Monday, April 30, 2012
Napoleon Ballroom C-D, 3rd fl (Sheraton New Orleans)
Renata Bura1, Shannon Ewanick
1, Wesley Thompson
2, Hong Lin
1, Brain Marquard
2 and Richard Gustafson
1, (1)School of Environmental and Forest Sciences, University of Washington, Seattle, WA, (2)Applied Physics Laboratory, University of Washington, Seattle, WA
The growing biofuels and bioproducts industry is replacing many non-renewables based products with products derived from biomass. However, the cost to produce these products is still not competitive with their petroleum-derived counterparts. Since inexpensive feedstocks are often readily available, the bulk of the total cost lies with the processing of the biomass. Improvements in aspects (new pretreatments, enzymes, etc) of these processes will likely reduce costs in the future, but in the short term improving the efficiency of existing and future processes will have the greatest affect on overall process economics. Improved efficiency will come from improved analytics, leading to increased real-time knowledge of reactions and enabling instant control over process parameters.
Research at the University of Washington has already resulted in new sensor for biorefineries. Example includes use the utilization of a revolutionary and unique analytical tool such as Raman spectroscopy to monitor fermentation of sugar to ethanol. We have proven for the first time that we can follow the progress of lignocellulosic sugars to ethanol fermentation in the real time.
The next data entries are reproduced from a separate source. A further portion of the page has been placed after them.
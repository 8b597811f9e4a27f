//! Ingestion endpoint: the block feeder posts each transaction's events here.

use crate::{
    errors::AppError,
    events::{LedgerContext, RawEvent},
    services::indexer::{BlockSummary, Indexer},
};
use axum::{Json, extract::State};
use serde::Deserialize;

/// Body of `POST /events`.
#[derive(Debug, Deserialize)]
pub struct BlockRequest {
    #[serde(flatten)]
    pub context: LedgerContext,
    #[serde(default)]
    pub events: Vec<RawEvent>,
}

/// `POST /events`
///
/// Applies the events in order as one transaction. A failure rolls the whole
/// request back, so the feeder can post it again.
pub async fn ingest_events(
    State(indexer): State<Indexer>,
    Json(req): Json<BlockRequest>,
) -> Result<Json<BlockSummary>, AppError> {
    let summary = indexer.handle_block(&req.context, &req.events).await?;
    Ok(Json(summary))
}
//! Represents a bucket as materialized from the ledger's storage module.

use serde::Serialize;
use sqlx::FromRow;

use super::patch::{Field, UpdateStamp};

pub const BUCKET_STATUS_CREATED: &str = "BUCKET_STATUS_CREATED";
pub const BUCKET_STATUS_DISCONTINUED: &str = "BUCKET_STATUS_DISCONTINUED";
pub const BUCKET_STATUS_MIGRATING: &str = "BUCKET_STATUS_MIGRATING";

/// Recorded when a migration is rejected. The ledger event carries no reason.
pub const MIGRATION_REJECTED_REASON: &str = "Migration rejected";

/// A bucket record.
///
/// Created once from `EventCreateBucket` and afterwards only changed through
/// [`BucketPatch`] merges. `bucket_id` and `bucket_name` never change.
#[derive(Serialize, Clone, FromRow, Debug, PartialEq, Eq)]
pub struct Bucket {
    /// Ledger bucket id as a 32-byte `0x` hash.
    pub bucket_id: String,
    pub bucket_name: String,

    pub owner: String,
    pub payment_address: String,
    pub operator: String,
    pub global_virtual_group_family_id: u32,
    pub charged_read_quota: i64,
    pub visibility: String,
    pub source_type: String,

    pub status: String,
    /// Soft-delete marker. Once set it is never cleared.
    pub removed: bool,
    pub delete_reason: String,
    pub delete_at: i64,

    /// Migration bookkeeping. At most one of in-progress (start time and
    /// destination SP), completed, or rejected is populated.
    pub migration_start_time: Option<i64>,
    pub dest_primary_sp_id: String,
    pub migration_complete_time: Option<i64>,
    pub migration_reject_reason: String,

    pub create_at: i64,
    pub create_tx_hash: String,
    pub create_time: i64,
    pub update_at: i64,
    pub update_tx_hash: String,
    pub update_time: i64,
}

/// Partial update of a [`Bucket`].
///
/// Identity columns are deliberately absent. `removed` is a one-way request:
/// `true` soft-deletes the bucket, `false` leaves the column untouched.
#[derive(Debug, Clone, PartialEq, Eq)]
pub struct BucketPatch {
    pub payment_address: Field<String>,
    pub global_virtual_group_family_id: Field<u32>,
    pub charged_read_quota: Field<i64>,
    pub visibility: Field<String>,
    pub status: Field<String>,
    pub removed: bool,
    pub delete_reason: Field<String>,
    pub delete_at: Field<i64>,
    pub migration_start_time: Field<Option<i64>>,
    pub dest_primary_sp_id: Field<String>,
    pub migration_complete_time: Field<Option<i64>>,
    pub migration_reject_reason: Field<String>,
    pub stamp: UpdateStamp,
}

impl BucketPatch {
    /// An empty patch that only refreshes the update audit columns.
    pub fn new(stamp: UpdateStamp) -> Self {
        Self {
            payment_address: Field::Unset,
            global_virtual_group_family_id: Field::Unset,
            charged_read_quota: Field::Unset,
            visibility: Field::Unset,
            status: Field::Unset,
            removed: false,
            delete_reason: Field::Unset,
            delete_at: Field::Unset,
            migration_start_time: Field::Unset,
            dest_primary_sp_id: Field::Unset,
            migration_complete_time: Field::Unset,
            migration_reject_reason: Field::Unset,
            stamp,
        }
    }

    /// Names of the columns this patch writes, audit columns included.
    pub fn columns(&self) -> Vec<&'static str> {
        let mut columns = Vec::new();
        let optional = [
            ("payment_address", self.payment_address.is_set()),
            (
                "global_virtual_group_family_id",
                self.global_virtual_group_family_id.is_set(),
            ),
            ("charged_read_quota", self.charged_read_quota.is_set()),
            ("visibility", self.visibility.is_set()),
            ("status", self.status.is_set()),
            ("removed", self.removed),
            ("delete_reason", self.delete_reason.is_set()),
            ("delete_at", self.delete_at.is_set()),
            ("migration_start_time", self.migration_start_time.is_set()),
            ("dest_primary_sp_id", self.dest_primary_sp_id.is_set()),
            (
                "migration_complete_time",
                self.migration_complete_time.is_set(),
            ),
            (
                "migration_reject_reason",
                self.migration_reject_reason.is_set(),
            ),
        ];
        columns.extend(optional.iter().filter(|(_, set)| *set).map(|(c, _)| *c));
        columns.extend(["update_at", "update_tx_hash", "update_time"]);
        columns
    }
}

#[cfg(test)]
impl Bucket {
    /// In-memory equivalent of a store merge.
    pub fn apply(&mut self, patch: &BucketPatch) {
        patch.payment_address.apply_to(&mut self.payment_address);
        patch
            .global_virtual_group_family_id
            .apply_to(&mut self.global_virtual_group_family_id);
        patch.charged_read_quota.apply_to(&mut self.charged_read_quota);
        patch.visibility.apply_to(&mut self.visibility);
        patch.status.apply_to(&mut self.status);
        if patch.removed {
            self.removed = true;
        }
        patch.delete_reason.apply_to(&mut self.delete_reason);
        patch.delete_at.apply_to(&mut self.delete_at);
        patch
            .migration_start_time
            .apply_to(&mut self.migration_start_time);
        patch.dest_primary_sp_id.apply_to(&mut self.dest_primary_sp_id);
        patch
            .migration_complete_time
            .apply_to(&mut self.migration_complete_time);
        patch
            .migration_reject_reason
            .apply_to(&mut self.migration_reject_reason);
        self.update_at = patch.stamp.update_at;
        self.update_tx_hash = patch.stamp.update_tx_hash.clone();
        self.update_time = patch.stamp.update_time;
    }
}
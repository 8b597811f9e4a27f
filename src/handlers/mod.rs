pub mod event_handlers;
pub mod health_handlers;
pub mod query_handlers;
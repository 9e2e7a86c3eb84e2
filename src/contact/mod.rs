// SPDX-License-Identifier: MPL-2.0
//! The contact endpoint and its client.
//!
//! - [`server`]: axum router for `POST /api/contact`
//! - [`sink`]: where accepted submissions go (a log line)
//! - [`client`]: reqwest-based submitter used by the CLI

pub mod client;
pub mod server;
pub mod sink;

pub use client::ContactClient;
pub use server::{router, ApiMessages, AppState};
pub use sink::{LogSink, Submission, SubmissionSink};

/// How one submission attempt ended, from the sender's point of view.
#[derive(Debug, Clone, PartialEq, Eq)]
pub enum SubmitOutcome {
    /// 2xx with the server's confirmation text.
    Accepted { message: String },
    /// Any other status, with the server's message.
    Rejected { status: u16, message: String },
    /// No response, or one without a readable `ContactResponse` body.
    NetworkError(String),
}

impl SubmitOutcome {
    #[must_use]
    pub fn is_accepted(&self) -> bool {
        matches!(self, Self::Accepted { .. })
    }
}
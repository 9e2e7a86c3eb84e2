// SPDX-License-Identifier: MPL-2.0
//! Headless interaction controllers for the portfolio pages.
//!
//! Controllers follow a "state in, effects out" pattern: they read the page
//! through [`surface`], never write to it, and describe every visual change
//! as an [`effect::Effect`]. Delayed work is returned as timer requests and
//! run by the page's virtual-clock scheduler.
//!
//! # Features
//!
//! - [`gallery`] - Filterable carousel with lightbox and progressive loading
//! - [`navbar`] - Mobile menu, header state, anchors and active section
//! - [`reveal`] - Section reveal, staggered children and parallax
//! - [`slideshow`] - Auto-rotating slides and the music showcase
//! - [`transition`] - Page loader and page transitions
//! - [`contact_form`] - Contact form validation and feedback
//!
//! # Shared Infrastructure
//!
//! - [`page`] - Input router owning every feature of one page
//! - [`scroll_lock`] - Single owner of the body scroll state
//! - [`effect`] - Visual writes and timer requests
//! - [`input`] - Input events
//! - [`surface`] - Markup presence and live geometry

pub mod contact_form;
pub mod effect;
pub mod gallery;
pub mod input;
pub mod navbar;
pub mod page;
pub mod reveal;
pub mod scroll_lock;
pub mod slideshow;
pub mod surface;
pub mod transition;

pub use effect::{Effect, Element, Update};
pub use input::{InputEvent, Key, Target};
pub use page::Page;
pub use surface::{Layout, PageSurface, StaticLayout};
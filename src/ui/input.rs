// SPDX-License-Identifier: MPL-2.0
//! Input events the page router accepts.

use super::effect::OverlayKind;
use crate::contact::SubmitOutcome;
use crate::domain::contact::ContactPayload;

/// Keys the page reacts to.
#[derive(Debug, Clone, PartialEq, Eq)]
pub enum Key {
    Escape,
    ArrowLeft,
    ArrowRight,
    Other(String),
}

impl Key {
    /// Maps a DOM `KeyboardEvent.key` value.
    #[must_use]
    pub fn from_dom(key: &str) -> Self {
        match key {
            "Escape" => Self::Escape,
            "ArrowLeft" => Self::ArrowLeft,
            "ArrowRight" => Self::ArrowRight,
            other => Self::Other(other.to_string()),
        }
    }
}

/// Click targets.
#[derive(Debug, Clone, PartialEq, Eq)]
pub enum Target {
    CarouselPrevious,
    CarouselNext,
    /// A gallery item, by index in the full item list.
    GalleryItem(usize),
    LightboxPrevious(OverlayKind),
    LightboxNext(OverlayKind),
    LightboxClose(OverlayKind),
    /// The dimmed area around the lightbox image.
    LightboxBackdrop(OverlayKind),
    MenuToggle,
    /// Any link inside the navbar.
    NavLink,
    /// An in-page anchor with the given `href` (`#about`, `#`, `#top`).
    Anchor(String),
    /// A page link, by index into the surface's link list.
    Link(usize),
    MusicSlide(usize),
    MusicPrevious,
    MusicNext,
}

/// Hover regions that pause slideshows.
#[derive(Debug, Clone, Copy, PartialEq, Eq)]
pub enum Region {
    MusicShowcase,
    TechBadges,
}

#[derive(Debug, Clone, PartialEq)]
pub enum InputEvent {
    Click(Target),
    KeyDown(Key),
    /// New value of the gallery filter selector.
    FilterChanged(String),
    Resize,
    Scroll,
    /// The window `load` event.
    Load,
    /// A gallery image finished loading.
    ImageLoaded(usize),
    PointerEnter(Region),
    PointerLeave(Region),
    FormSubmitted(ContactPayload),
    FormResponse(SubmitOutcome),
}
The objective of this work was to use a 785nm Raman ball probe to continuously monitor the progress of hydrolysis and fermentation of biomass. Chemometric analysis of the reactants and products was done using principle component analysis (PCA) of the Raman spectra and a partial least squares (PLS) model was developed and validated using HPLC data. Of particular interest was how best to deal with background fluorescence generated from both the cell biomass and the lignin-derived compounds.